[Stored data entries]
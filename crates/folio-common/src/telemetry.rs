//! Console tracing setup for folio binaries.
//!
//! ```ignore
//! use folio_common::telemetry::{self, TelemetryConfig};
//!
//! telemetry::init(TelemetryConfig::from_env("folio"));
//! tracing::info!("ready");
//! ```

use tracing::Level;
use tracing_subscriber::layer::SubscriberExt;
use tracing_subscriber::util::SubscriberInitExt;
use tracing_subscriber::{EnvFilter, Layer};

/// Telemetry configuration
#[derive(Debug, Clone)]
pub struct TelemetryConfig {
    /// Service name attached to the startup event
    pub service_name: String,
    /// Console log level (default: WARN, DEBUG in debug builds)
    pub console_level: Level,
}

impl TelemetryConfig {
    /// `RUST_LOG` overrides `console_level` when set.
    pub fn from_env(service_name: impl Into<String>) -> Self {
        let console_level = if cfg!(debug_assertions) {
            Level::DEBUG
        } else {
            Level::WARN
        };

        Self {
            service_name: service_name.into(),
            console_level,
        }
    }

    pub fn with_level(mut self, level: Level) -> Self {
        self.console_level = level;
        self
    }
}

/// Installs the global subscriber. Call once at startup.
pub fn init(config: TelemetryConfig) {
    let env_filter = EnvFilter::try_from_default_env()
        .unwrap_or_else(|_| EnvFilter::new(config.console_level.as_str().to_lowercase()));

    let console_layer = tracing_subscriber::fmt::layer()
        .with_writer(std::io::stderr)
        .with_target(true)
        .with_thread_ids(false)
        .with_file(false)
        .with_line_number(false)
        .compact()
        .with_filter(env_filter);

    // A second init (tests, embedding) keeps the first subscriber.
    if tracing_subscriber::registry()
        .with(console_layer)
        .try_init()
        .is_ok()
    {
        tracing::debug!(service = %config.service_name, "telemetry initialized");
    }
}
//! Owned, mutable HTML tree
//!
//! The rendered markup comes from an external converter. It is parsed once with
//! `scraper` (html5ever) and copied into this small tree so the export passes can
//! rewrite attributes and splice in nodes, then serialized back to markup.

use markdown_weaver_escape::{escape_html, escape_html_body_text};
use scraper::{ElementRef, Html};

/// Elements that never have children or a closing tag.
const VOID_ELEMENTS: &[&str] = &[
    "area", "base", "br", "col", "embed", "hr", "img", "input", "link", "meta", "param", "source",
    "track", "wbr",
];

/// Elements whose text content is written without escaping.
const RAW_TEXT_ELEMENTS: &[&str] = &["script", "style"];

#[derive(Debug, Clone, PartialEq, Eq)]
pub enum Node {
    Element(Element),
    Text(String),
    Comment(String),
    Doctype(String),
}

impl Node {
    pub fn text(text: impl Into<String>) -> Self {
        Self::Text(text.into())
    }

    pub fn as_element(&self) -> Option<&Element> {
        match self {
            Node::Element(element) => Some(element),
            _ => None,
        }
    }

    pub fn as_element_mut(&mut self) -> Option<&mut Element> {
        match self {
            Node::Element(element) => Some(element),
            _ => None,
        }
    }

    /// Concatenated text of this node and its descendants.
    pub fn text_content(&self) -> String {
        let mut out = String::new();
        self.collect_text(&mut out, &|_| false);
        out
    }

    pub(crate) fn collect_text(&self, out: &mut String, skip: &dyn Fn(&Element) -> bool) {
        match self {
            Node::Text(text) => out.push_str(text),
            Node::Element(element) if !skip(element) => {
                for child in &element.children {
                    child.collect_text(out, skip);
                }
            }
            _ => {}
        }
    }

    fn write_html(&self, out: &mut String, raw_text: bool) {
        match self {
            Node::Element(element) => element.write_html(out),
            Node::Text(text) if raw_text => out.push_str(text),
            Node::Text(text) => {
                let _ = escape_html_body_text(&mut *out, text);
            }
            Node::Comment(comment) => {
                out.push_str("<!--");
                out.push_str(comment);
                out.push_str("-->");
            }
            Node::Doctype(name) => {
                out.push_str("<!DOCTYPE ");
                out.push_str(name);
                out.push('>');
            }
        }
    }
}

#[derive(Debug, Clone, PartialEq, Eq)]
pub struct Element {
    /// Lowercase local name
    pub name: String,
    /// Attributes in source order
    pub attrs: Vec<(String, String)>,
    pub children: Vec<Node>,
}

impl Element {
    pub fn new(name: impl Into<String>) -> Self {
        Self {
            name: name.into(),
            attrs: Vec::new(),
            children: Vec::new(),
        }
    }

    pub fn with_attr(mut self, name: impl Into<String>, value: impl Into<String>) -> Self {
        self.set_attr(name, value);
        self
    }

    pub fn with_child(mut self, child: Node) -> Self {
        self.children.push(child);
        self
    }

    pub fn is(&self, name: &str) -> bool {
        self.name.eq_ignore_ascii_case(name)
    }

    pub fn attr(&self, name: &str) -> Option<&str> {
        self.attrs
            .iter()
            .find(|(key, _)| key.eq_ignore_ascii_case(name))
            .map(|(_, value)| value.as_str())
    }

    /// Sets `name`, keeping its position if it already exists.
    pub fn set_attr(&mut self, name: impl Into<String>, value: impl Into<String>) {
        let name = name.into();
        let value = value.into();
        match self
            .attrs
            .iter_mut()
            .find(|(key, _)| key.eq_ignore_ascii_case(&name))
        {
            Some(slot) => slot.1 = value,
            None => self.attrs.push((name, value)),
        }
    }

    pub fn remove_attr(&mut self, name: &str) -> Option<String> {
        let index = self
            .attrs
            .iter()
            .position(|(key, _)| key.eq_ignore_ascii_case(name))?;
        Some(self.attrs.remove(index).1)
    }

    pub fn retain_attrs(&mut self, mut keep: impl FnMut(&str, &str) -> bool) {
        self.attrs.retain(|(key, value)| keep(key, value));
    }

    pub fn has_class(&self, class: &str) -> bool {
        self.attr("class")
            .is_some_and(|classes| classes.split_ascii_whitespace().any(|c| c == class))
    }

    pub fn is_void(&self) -> bool {
        VOID_ELEMENTS.iter().any(|void| self.is(void))
    }

    pub fn text_content(&self) -> String {
        let mut out = String::new();
        for child in &self.children {
            child.collect_text(&mut out, &|_| false);
        }
        out
    }

    /// First descendant element (depth first, document order) matching `pred`.
    pub fn find_descendant(&self, pred: &dyn Fn(&Element) -> bool) -> Option<&Element> {
        self.children.iter().find_map(|child| {
            let element = child.as_element()?;
            if pred(element) {
                Some(element)
            } else {
                element.find_descendant(pred)
            }
        })
    }

    pub fn to_html(&self) -> String {
        let mut out = String::new();
        self.write_html(&mut out);
        out
    }

    fn write_html(&self, out: &mut String) {
        out.push('<');
        out.push_str(&self.name);
        for (key, value) in &self.attrs {
            out.push(' ');
            out.push_str(key);
            out.push_str("=\"");
            let _ = escape_html(&mut *out, value);
            out.push('"');
        }
        out.push('>');
        if self.is_void() {
            return;
        }
        let raw_text = RAW_TEXT_ELEMENTS.iter().any(|raw| self.is(raw));
        for child in &self.children {
            child.write_html(out, raw_text);
        }
        out.push_str("</");
        out.push_str(&self.name);
        out.push('>');
    }

    fn from_scraper(element: ElementRef<'_>) -> Self {
        let value = element.value();
        Self {
            name: value.name().to_owned(),
            attrs: value
                .attrs()
                .map(|(key, value)| (key.to_owned(), value.to_owned()))
                .collect(),
            children: element
                .children()
                .filter_map(|child| {
                    if let Some(child) = ElementRef::wrap(child) {
                        return Some(Node::Element(Self::from_scraper(child)));
                    }
                    match child.value() {
                        scraper::Node::Text(text) => {
                            let text: &str = text;
                            Some(Node::Text(text.to_owned()))
                        }
                        scraper::Node::Comment(comment) => {
                            let comment: &str = comment;
                            Some(Node::Comment(comment.to_owned()))
                        }
                        _ => None,
                    }
                })
                .collect(),
        }
    }
}

#[derive(Debug, Clone, Copy, PartialEq, Eq)]
pub enum DocumentKind {
    /// Markup that is a body fragment, as produced by most converters
    Fragment,
    /// A complete document with doctype, head and body
    Full,
}

#[derive(Debug, Clone, PartialEq, Eq)]
pub struct Document {
    pub kind: DocumentKind,
    pub children: Vec<Node>,
}

impl Document {
    /// Parses `markup`, treating it as a full document when it starts with a
    /// doctype or an `<html>` tag and as a fragment otherwise.
    pub fn parse(markup: &str) -> Self {
        let head = markup.trim_start().get(..9).unwrap_or_default();
        if head.eq_ignore_ascii_case("<!doctype")
            || head.to_ascii_lowercase().starts_with("<html")
        {
            Self::parse_document(markup)
        } else {
            Self::parse_fragment(markup)
        }
    }

    pub fn parse_fragment(markup: &str) -> Self {
        let html = Html::parse_fragment(markup);
        let children = html
            .root_element()
            .children()
            .filter_map(|child| match ElementRef::wrap(child) {
                Some(element) => Some(Node::Element(Element::from_scraper(element))),
                None => match child.value() {
                    scraper::Node::Text(text) => {
                        let text: &str = text;
                        Some(Node::Text(text.to_owned()))
                    }
                    scraper::Node::Comment(comment) => {
                        let comment: &str = comment;
                        Some(Node::Comment(comment.to_owned()))
                    }
                    _ => None,
                },
            })
            .collect();
        Self {
            kind: DocumentKind::Fragment,
            children,
        }
    }

    pub fn parse_document(markup: &str) -> Self {
        let html = Html::parse_document(markup);
        let children = html
            .tree
            .root()
            .children()
            .filter_map(|child| match ElementRef::wrap(child) {
                Some(element) => Some(Node::Element(Element::from_scraper(element))),
                None => match child.value() {
                    scraper::Node::Doctype(doctype) => {
                        Some(Node::Doctype(doctype.name().to_owned()))
                    }
                    scraper::Node::Comment(comment) => {
                        let comment: &str = comment;
                        Some(Node::Comment(comment.to_owned()))
                    }
                    _ => None,
                },
            })
            .collect();
        Self {
            kind: DocumentKind::Full,
            children,
        }
    }

    pub fn to_html(&self) -> String {
        let mut out = String::new();
        for child in &self.children {
            child.write_html(&mut out, false);
            if matches!(child, Node::Doctype(_)) {
                out.push('\n');
            }
        }
        out
    }

    pub fn text_content(&self) -> String {
        let mut out = String::new();
        for child in &self.children {
            child.collect_text(&mut out, &|_| false);
        }
        out
    }

    /// Whether any element in the tree carries `id`.
    pub fn contains_id(&self, id: &str) -> bool {
        fn walk(nodes: &[Node], id: &str) -> bool {
            nodes.iter().any(|node| match node {
                Node::Element(element) => {
                    element.attr("id") == Some(id) || walk(&element.children, id)
                }
                _ => false,
            })
        }
        walk(&self.children, id)
    }

    /// All elements named `name`, in document order.
    pub fn elements_named<'a>(&'a self, name: &str) -> Vec<&'a Element> {
        fn walk<'a>(nodes: &'a [Node], name: &str, out: &mut Vec<&'a Element>) {
            for node in nodes {
                if let Node::Element(element) = node {
                    if element.is(name) {
                        out.push(element);
                    }
                    walk(&element.children, name, out);
                }
            }
        }
        let mut out = Vec::new();
        walk(&self.children, name, &mut out);
        out
    }
}
//! User-facing notifications raised while exporting.

use std::sync::Mutex;

#[derive(Debug, Clone, Copy, PartialEq, Eq)]
pub enum NotifyLevel {
    Info,
    Warning,
    Error,
}

/// Sink for messages meant for the person running the export, as opposed to
/// diagnostics meant for logs.
pub trait Notifier: Send + Sync {
    fn notify(&self, level: NotifyLevel, message: &str);
}

/// Forwards notifications to `tracing`.
#[derive(Debug, Default, Clone, Copy)]
pub struct TracingNotifier;

impl Notifier for TracingNotifier {
    fn notify(&self, level: NotifyLevel, message: &str) {
        match level {
            NotifyLevel::Info => tracing::info!(target: "folio::notify", "{message}"),
            NotifyLevel::Warning => tracing::warn!(target: "folio::notify", "{message}"),
            NotifyLevel::Error => tracing::error!(target: "folio::notify", "{message}"),
        }
    }
}

/// Keeps every notification in memory.
#[derive(Debug, Default)]
pub struct CollectingNotifier {
    messages: Mutex<Vec<(NotifyLevel, String)>>,
}

impl CollectingNotifier {
    pub fn new() -> Self {
        Self::default()
    }

    pub fn messages(&self) -> Vec<(NotifyLevel, String)> {
        match self.messages.lock() {
            Ok(messages) => messages.clone(),
            Err(poisoned) => poisoned.into_inner().clone(),
        }
    }
}

impl Notifier for CollectingNotifier {
    fn notify(&self, level: NotifyLevel, message: &str) {
        let mut messages = match self.messages.lock() {
            Ok(messages) => messages,
            Err(poisoned) => poisoned.into_inner(),
        };
        messages.push((level, message.to_owned()));
    }
}
//! Accessibility classification and alt text selection for image occurrences.

use crate::types::{AccessibilityLevel, AccessibilityStatus, AnnotationFragment, Annotations};
use crate::utils::basename;

/// Classifies the metadata available for one occurrence.
///
/// Decorative beats alt text, alt text beats caption, caption beats nothing.
pub fn assess_accessibility(
    annotations: &Annotations,
    caption: Option<&str>,
) -> AccessibilityStatus {
    let alt = annotations.alt_text.as_deref().filter(|alt| !alt.trim().is_empty());
    let caption = caption.filter(|caption| !caption.trim().is_empty());
    let mut warnings = Vec::new();

    if annotations.is_decorative {
        if alt.is_some() {
            warnings.push(
                "image is marked @decorative, so its @alt text will be ignored".to_owned(),
            );
        }
        return AccessibilityStatus {
            level: AccessibilityLevel::Optimal,
            message: "decorative image, hidden from assistive technology".to_owned(),
            warnings,
        };
    }

    if let Some(alt) = alt {
        if caption.is_some_and(|caption| same_text(alt, caption)) {
            warnings.push(
                "alt text repeats the caption; describe what the image shows instead".to_owned(),
            );
        }
        let (level, message) = if annotations.long_description.is_some() {
            (
                AccessibilityLevel::Optimal,
                "alt text and long description provided",
            )
        } else {
            (AccessibilityLevel::Good, "alt text provided")
        };
        return AccessibilityStatus {
            level,
            message: message.to_owned(),
            warnings,
        };
    }

    if caption.is_some() {
        warnings.push("no @alt text; the figure caption is reused as alt text".to_owned());
        return AccessibilityStatus {
            level: AccessibilityLevel::Fallback,
            message: "caption used as alt text".to_owned(),
            warnings,
        };
    }

    warnings.push(
        "no @alt text or caption; screen readers will announce the image without distinguishing text"
            .to_owned(),
    );
    AccessibilityStatus {
        level: AccessibilityLevel::Poor,
        message: "no alt text, decorative marker or caption".to_owned(),
        warnings,
    }
}

/// The alt text an occurrence ends up with after export.
pub fn effective_alt_text(fragment: &AnnotationFragment) -> String {
    if fragment.is_decorative {
        return String::new();
    }
    if let Some(alt) = fragment.alt_text.as_deref().filter(|alt| !alt.trim().is_empty()) {
        return alt.trim().to_owned();
    }
    if let Some(caption) = fragment
        .caption_text
        .as_deref()
        .filter(|caption| !caption.trim().is_empty())
    {
        return caption.trim().to_owned();
    }
    generic_alt_text(&fragment.filename)
}

/// Filename-derived alt text, e.g. `figures/red_triangle.png` -> `Image: red triangle`.
pub fn generic_alt_text(filename: &str) -> String {
    let name = basename(filename);
    let stem = name.rsplit_once('.').map_or(name, |(stem, _)| stem);
    let words = stem
        .split(['_', '-', ' '])
        .filter(|word| !word.is_empty())
        .collect::<Vec<_>>()
        .join(" ");
    if words.is_empty() {
        "Image".to_owned()
    } else {
        format!("Image: {words}")
    }
}

fn same_text(a: &str, b: &str) -> bool {
    let normalize = |s: &str| s.split_whitespace().collect::<Vec<_>>().join(" ").to_lowercase();
    normalize(a) == normalize(b)
}

#[cfg(test)]
mod tests {
    use super::*;

    fn annotations(alt: Option<&str>, decorative: bool, long: Option<&str>) -> Annotations {
        Annotations {
            alt_text: alt.map(str::to_owned),
            is_decorative: decorative,
            long_description: long.map(str::to_owned),
        }
    }

    #[test]
    fn every_combination_has_a_level() {
        for decorative in [false, true] {
            for alt in [None, Some("A red triangle")] {
                for long in [None, Some("Three equal sides.")] {
                    for caption in [None, Some("Figure 1")] {
                        let status =
                            assess_accessibility(&annotations(alt, decorative, long), caption);
                        assert!(!status.message.is_empty());
                        let expected = match (decorative, alt, long, caption) {
                            (true, ..) => AccessibilityLevel::Optimal,
                            (false, Some(_), Some(_), _) => AccessibilityLevel::Optimal,
                            (false, Some(_), None, _) => AccessibilityLevel::Good,
                            (false, None, _, Some(_)) => AccessibilityLevel::Fallback,
                            (false, None, _, None) => AccessibilityLevel::Poor,
                        };
                        assert_eq!(status.level, expected);
                    }
                }
            }
        }
    }

    #[test]
    fn decorative_with_alt_warns() {
        let status = assess_accessibility(&annotations(Some("ignored"), true, None), None);
        assert_eq!(status.level, AccessibilityLevel::Optimal);
        assert_eq!(status.warnings.len(), 1);
    }

    #[test]
    fn alt_equal_to_caption_warns() {
        let status = assess_accessibility(
            &annotations(Some("Sales  by region"), false, None),
            Some("sales by Region"),
        );
        assert_eq!(status.level, AccessibilityLevel::Good);
        assert!(status.warnings[0].contains("repeats the caption"));
    }

    #[test]
    fn fallback_and_poor_warn() {
        let fallback = assess_accessibility(&Annotations::default(), Some("Figure 2"));
        assert_eq!(fallback.level, AccessibilityLevel::Fallback);
        assert_eq!(fallback.warnings.len(), 1);

        let poor = assess_accessibility(&Annotations::default(), None);
        assert_eq!(poor.level, AccessibilityLevel::Poor);
        assert_eq!(poor.warnings.len(), 1);
    }

    #[test]
    fn generic_alt_from_filename() {
        assert_eq!(generic_alt_text("figures/red_triangle.png"), "Image: red triangle");
        assert_eq!(generic_alt_text("plot-2024.final.jpg"), "Image: plot 2024.final");
        assert_eq!(generic_alt_text(".png"), "Image");
    }
}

• PROBLEM TO WORK ON
Check each line of the entries for the string "enum". Copy the lines that have it.

• TASK ANSWER
pub enum Node {
pub enum DocumentKind {
pub enum NotifyLevel {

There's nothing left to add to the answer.